Base da culinária do Norte e Nordeste, no Brasil, o dendê também é importante para a produção de alimentos e cosméticos mundo afora, além da produção de biodiesel mais recentemente.

Entre os efeitos colaterais dos SAFs, a cooperativa conseguiu a certificação de procedência, de indicação geográfica, do cacau produzido no sistema agroflorestal de Tomé-Açu. É um selo de qualidade, que abre mercados para a marca Amazônia, e cria oportunidades para a agroindústria local.

Antigamente, só se pensava na madeira como subproduto possível. Daí a ideia de associarem espécies florestais ao cultivo. Mas os subprodutos ganharam importância, com é o caso da castanha, da andiroba, do cumaru e uma série de outras espécies que podem se inseridas dentro dos sistemas agroflorestais para agregar ainda mais valor a uma área fixa.

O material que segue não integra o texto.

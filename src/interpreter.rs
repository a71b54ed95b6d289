use std::cell::RefCell;
use std::collections::HashMap;
use std::io::{self, Write};
use std::rc::Rc;

use log::{debug, info};

use crate::callable::{Function, NativeFunction};
use crate::class::{Class, Instance};
use crate::environment::{EnvRef, Environment};
use crate::error::{Result, TinyLangError};
use crate::expr::{Expr, ExprId, LiteralValue};
use crate::stmt::{FunctionDecl, Stmt};
use crate::token::{Token, TokenType};
use crate::value::Value;

/// How a statement finished.  A `return` unwinds every enclosing block up to
/// the nearest call boundary as `Flow::Return`; runtime errors travel in `Err`.
#[derive(Debug, Clone, PartialEq)]
pub enum Flow {
    Normal,
    Return(Value),
}

pub struct Interpreter {
    globals: EnvRef,
    environment: EnvRef,
    /// Lexical distances recorded by the resolver; absent ⇒ global.
    locals: HashMap<ExprId, usize>,
    out: Box<dyn Write>,
}

impl Default for Interpreter {
    fn default() -> Self {
        Self::new()
    }
}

"Inclusive no caso de Tomé-Açu, um exemplo é o próprio Ernesto [Suzuki], que está tentando produzir coisas", aponta Osvaldo Kato, da Embrapa. "Ele está valorizando o SAF dendê. Está produzindo chocolate do cacau que está saindo dessa área e já usa essa origem desse cacau, fazendo licor de cacau. Essas coisas começam a ser trabalhadas um pouco mais, independente da coisa maior, de uma ação maior da cooperativa. Mas iniciativas das próprias famílias de fazer coisas mais atuais dentro da propriedade, específica para cada família. A tendência que ela tem para desenvolver determinado tipo de produto”, acrescenta.

A comunidade japonesa de Tomé-Açu enfrentou fome, doenças tropicais e a tragédia da Segunda Guerra Mundial. Com o Japão lutando no Eixo, os imigrantes passaram a ser vistos com desconfiança no Brasil. Muitos tiveram suas casas queimadas, foram alvo de violência. Durante o período da guerra foram mantidos isolados na região.

Hoje, além de auxiliar os seus associados, a cooperativa que já existe há muitas décadas também lidera iniciativas sociais como as escolas de ensino médio onde se aprende o japonês. Diz-se que daqui a dois anos, quando a imigração comemorar 100 anos, os festejos devem contar até com a presença do imperador japonês.